::: Source data :::
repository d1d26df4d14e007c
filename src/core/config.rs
use crate::core::catalog::{default_catalog, Project};
use crate::core::constants::*;
use crate::core::content::Profile;
use crate::core::nav::NavState;
use crate::core::particles::ParticleConfig;
use crate::core::theme::Theme;

/// Everything the page is built from, created once at start-up and handed
/// down to each section by reference.
#[derive(Clone, Debug)]
pub struct PageConfig {
    pub initial_theme: Theme,
    pub particles: ParticleConfig,
    pub header_offset_px: f64,
    pub section_root_margin: &'static str,
    pub submit_delay_ms: i32,
    pub profile: Profile,
    pub catalog: Vec<Project>,
    pub seed: u64,
}

impl Default for PageConfig {
    fn default() -> Self {
        Self {
            initial_theme: Theme::Light,
            particles: ParticleConfig::default(),
            header_offset_px: HEADER_OFFSET_PX,
            section_root_margin: SECTION_ROOT_MARGIN,
            submit_delay_ms: SUBMIT_DELAY_MS,
            profile: Profile::default(),
            catalog: default_catalog(),
            seed: 42,
        }
    }
}

impl PageConfig {
    pub fn with_seed(mut self, seed: u64) -> Self {
        self.seed = seed;
        self
    }
}

/// Page-wide UI state owned by the page shell: the one place the theme lives.
#[derive(Clone, Debug, Default)]
pub struct PageState {
    pub theme: Theme,
    pub nav: NavState,
}

impl PageState {
    pub fn from_config(config: &PageConfig) -> Self {
        Self {
            theme: config.initial_theme,
            nav: NavState::default(),
        }
    }

    pub fn toggle_theme(&mut self) -> Theme {
        self.theme = self.theme.toggled();
        self.theme
    }
}
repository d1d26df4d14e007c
// Host-side tests for the contact form state machine.

use portfolio_web::core::{ContactForm, Field, SubmitError, SubmitStatus};

fn filled() -> ContactForm {
    let mut form = ContactForm::default();
    form.set_field(Field::Name, "Ada");
    form.set_field(Field::Email, "a@b.com");
    form.set_field(Field::Message, "Hi");
    form
}

#[test]
fn submit_goes_idle_pending_success_and_clears_fields() {
    let mut form = filled();
    let mut seen = vec![form.status().clone()];

    let sent = form.begin_submit().expect("idle form accepts submit");
    seen.push(form.status().clone());
    assert_eq!(sent.name, "Ada");
    assert_eq!(sent.email, "a@b.com");
    assert_eq!(sent.message, "Hi");

    form.finish_submit(Ok(())).expect("pending form accepts completion");
    seen.push(form.status().clone());

    assert_eq!(
        seen,
        vec![SubmitStatus::Idle, SubmitStatus::Pending, SubmitStatus::Success]
    );
    for field in Field::ALL {
        assert_eq!(form.field(field), "");
    }
}

#[test]
fn success_sticks_until_next_edit() {
    let mut form = filled();
    form.begin_submit().expect("submit");
    form.finish_submit(Ok(())).expect("finish");
    assert_eq!(form.status(), &SubmitStatus::Success);
    assert!(form.notice().is_some());

    form.set_field(Field::Name, "G");
    assert_eq!(form.status(), &SubmitStatus::Idle);
    assert!(form.notice().is_none());
}

#[test]
fn transport_failure_keeps_fields_and_reports_error() {
    let mut form = filled();
    form.begin_submit().expect("submit");
    form.finish_submit(Err(SubmitError::Transport("timeout".into())))
        .expect("finish");
    match form.status() {
        SubmitStatus::Error(reason) => assert!(reason.contains("timeout")),
        other => panic!("unexpected status {:?}", other),
    }
    assert_eq!(form.field(Field::Message), "Hi");
    assert!(!form.is_pending());

    // A failed submission may be retried
    assert!(form.begin_submit().is_ok());
}

#[test]
fn button_reflects_pending_state() {
    let mut form = filled();
    assert_eq!(form.button_label(), "Send Message");
    form.begin_submit().expect("submit");
    assert_eq!(form.button_label(), "Sending...");
    assert_eq!(form.begin_submit(), Err(SubmitError::AlreadyPending));
}

#[test]
fn fields_map_to_element_ids() {
    for field in Field::ALL {
        assert_eq!(Field::from_element_id(field.element_id()), Some(field));
    }
    assert_eq!(Field::from_element_id("project-search"), None);
}
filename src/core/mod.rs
pub mod catalog;
pub mod config;
pub mod constants;
pub mod contact;
pub mod content;
pub mod filter;
pub mod nav;
pub mod particles;
pub mod scroll;
pub mod theme;

pub use catalog::*;
pub use config::*;
pub use contact::*;
pub use filter::*;
pub use nav::*;
pub use particles::*;
pub use scroll::*;
pub use theme::*;
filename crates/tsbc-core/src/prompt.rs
//! Interactive questions and the prompter capability
//!
//! The resolver builds a batch of [`Question`]s and hands them to a
//! [`Prompter`] in a single session. The CLI implements the trait with
//! dialoguer; tests use a scripted implementation.

use crate::error::Result;
use crate::types::ResolvedConfig;

/// Which configuration field a question fills in
#[derive(Debug, Clone, Copy, PartialEq, Eq, Hash)]
pub enum Field {
    ProjectType,
    ProjectName,
    UseGit,
    PackageManager,
    OpenInEditor,
}

impl Field {
    /// Whether the field holds a yes/no value
    pub fn is_flag(self) -> bool {
        matches!(self, Field::UseGit | Field::OpenInEditor)
    }
}

/// How a question is asked
#[derive(Debug, Clone, PartialEq, Eq)]
pub enum QuestionKind {
    /// Pick one entry from `choices`; the answer is the chosen entry, or for
    /// boolean fields whether the first entry was chosen
    Select {
        choices: Vec<String>,
        default: usize,
    },
    /// Free text with a default
    Input { default: String },
    /// Yes/no with a default
    Confirm { default: bool },
}

/// One question in a prompt session
#[derive(Debug, Clone, PartialEq, Eq)]
pub struct Question {
    pub field: Field,
    pub message: String,
    pub kind: QuestionKind,
}

impl Question {
    /// Select question; the default index points at `default` when listed
    pub fn select(field: Field, message: &str, choices: &[&str], default: &str) -> Self {
        let default = choices.iter().position(|c| *c == default).unwrap_or(0);
        Self {
            field,
            message: message.to_string(),
            kind: QuestionKind::Select {
                choices: choices.iter().map(|c| c.to_string()).collect(),
                default,
            },
        }
    }

    pub fn input(field: Field, message: &str, default: &str) -> Self {
        Self {
            field,
            message: message.to_string(),
            kind: QuestionKind::Input {
                default: default.to_string(),
            },
        }
    }

    pub fn confirm(field: Field, message: &str, default: bool) -> Self {
        Self {
            field,
            message: message.to_string(),
            kind: QuestionKind::Confirm { default },
        }
    }
}

/// A single answer value
#[derive(Debug, Clone, PartialEq, Eq)]
pub enum Answer {
    Text(String),
    Flag(bool),
}

/// Answers collected in one prompt session; unanswered fields stay `None`
#[derive(Debug, Clone, Default, PartialEq, Eq)]
pub struct Answers {
    pub project_type: Option<String>,
    pub project_name: Option<String>,
    pub use_git: Option<bool>,
    pub package_manager: Option<String>,
    pub open: Option<bool>,
}

impl Answers {
    /// Store an answer for `field`
    ///
    /// Text answers to boolean fields and vice versa are ignored.
    pub fn set(&mut self, field: Field, answer: Answer) {
        match (field, answer) {
            (Field::ProjectType, Answer::Text(v)) => self.project_type = Some(v),
            (Field::ProjectName, Answer::Text(v)) => self.project_name = Some(v),
            (Field::PackageManager, Answer::Text(v)) => self.package_manager = Some(v),
            (Field::UseGit, Answer::Flag(v)) => self.use_git = Some(v),
            (Field::OpenInEditor, Answer::Flag(v)) => self.open = Some(v),
            _ => {}
        }
    }
}

/// Asks the user a batch of questions
pub trait Prompter {
    /// Ask every question in order and return the collected answers
    fn prompt(&mut self, questions: &[Question]) -> Result<Answers>;

    /// Called instead of [`prompt`](Prompter::prompt) when prompts are skipped
    fn show_defaults(&mut self, _config: &ResolvedConfig) {}
}
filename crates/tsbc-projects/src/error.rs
//! Error types for tsbc-projects

use thiserror::Error;

/// Result type alias using tsbc-projects's Error type
pub type Result<T> = std::result::Result<T, Error>;

/// Project scaffolding error types
#[derive(Error, Debug)]
pub enum Error {
    /// Destination already exists
    #[error("Project already exists at: {path}")]
    ProjectExists { path: String },

    /// Package manager check command failed
    #[error("Package manager '{name}' not found. Install it or choose another with --pm")]
    PackageManagerNotFound { name: String },

    /// Template not found at its source
    #[error("Template not found: {template}")]
    TemplateNotFound { template: String },

    /// Template download failed
    #[error("Template download failed: {message}")]
    Download { message: String },

    /// Template archive could not be unpacked
    #[error("Template archive is invalid: {message}")]
    Archive { message: String },

    /// Dependency installation failed
    #[error("Dependency installation failed ({command}): {message}")]
    Install { command: String, message: String },

    /// Git operation failed
    #[error("Git operation failed: {message}")]
    GitOperation { message: String },

    /// JSON parsing error
    #[error("JSON parsing error: {0}")]
    JsonParse(#[from] serde_json::Error),

    /// HTTP client error
    #[error("HTTP error: {0}")]
    Http(#[from] reqwest::Error),

    /// IO error
    #[error("IO error: {0}")]
    Io(#[from] std::io::Error),
}

impl Error {
    /// Create a project exists error
    pub fn project_exists(path: impl Into<String>) -> Self {
        Self::ProjectExists { path: path.into() }
    }

    /// Create a package manager not found error
    pub fn package_manager_not_found(name: impl Into<String>) -> Self {
        Self::PackageManagerNotFound { name: name.into() }
    }

    /// Create a template not found error
    pub fn template_not_found(template: impl Into<String>) -> Self {
        Self::TemplateNotFound {
            template: template.into(),
        }
    }

    /// Create a download error
    pub fn download(message: impl Into<String>) -> Self {
        Self::Download {
            message: message.into(),
        }
    }

    /// Create an archive error
    pub fn archive(message: impl Into<String>) -> Self {
        Self::Archive {
            message: message.into(),
        }
    }

    /// Create an install error
    pub fn install(command: impl Into<String>, message: impl Into<String>) -> Self {
        Self::Install {
            command: command.into(),
            message: message.into(),
        }
    }

    /// Create a git operation error
    pub fn git_operation(message: impl Into<String>) -> Self {
        Self::GitOperation {
            message: message.into(),
        }
    }
}

/// Every scaffolding failure surfaces as an initialization failure
impl From<Error> for tsbc_core::Error {
    fn from(err: Error) -> Self {
        tsbc_core::Error::initialization(err.to_string())
    }
}

#[cfg(test)]
mod tests {
    use super::*;

    #[test]
    fn test_error_display() {
        let err = Error::project_exists("/work/demo");
        assert_eq!(err.to_string(), "Project already exists at: /work/demo");

        let err = Error::install("pnpm install", "exit status 1");
        assert_eq!(
            err.to_string(),
            "Dependency installation failed (pnpm install): exit status 1"
        );
    }

    #[test]
    fn test_converts_to_core_initialization_error() {
        let core: tsbc_core::Error =
            Error::template_not_found("bc-controladdin-typescript-template").into();
        assert!(matches!(core, tsbc_core::Error::Initialization { .. }));
        assert!(core.to_string().contains("bc-controladdin-typescript-template"));
    }
}
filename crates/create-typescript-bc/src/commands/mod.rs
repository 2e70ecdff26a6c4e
//! Command implementations

pub mod create;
:::
Above are the entries. Output exactly the lines beginning with the line that has "may be retried" and ending with the line that has "pub use particles::*;".

    // A failed submission may be retried
    assert!(form.begin_submit().is_ok());
}

#[test]
fn button_reflects_pending_state() {
    let mut form = filled();
    assert_eq!(form.button_label(), "Send Message");
    form.begin_submit().expect("submit");
    assert_eq!(form.button_label(), "Sending...");
    assert_eq!(form.begin_submit(), Err(SubmitError::AlreadyPending));
}

#[test]
fn fields_map_to_element_ids() {
    for field in Field::ALL {
        assert_eq!(Field::from_element_id(field.element_id()), Some(field));
    }
    assert_eq!(Field::from_element_id("project-search"), None);
}
filename src/core/mod.rs
pub mod catalog;
pub mod config;
pub mod constants;
pub mod contact;
pub mod content;
pub mod filter;
pub mod nav;
pub mod particles;
pub mod scroll;
pub mod theme;

pub use catalog::*;
pub use config::*;
pub use contact::*;
pub use filter::*;
pub use nav::*;
pub use particles::*;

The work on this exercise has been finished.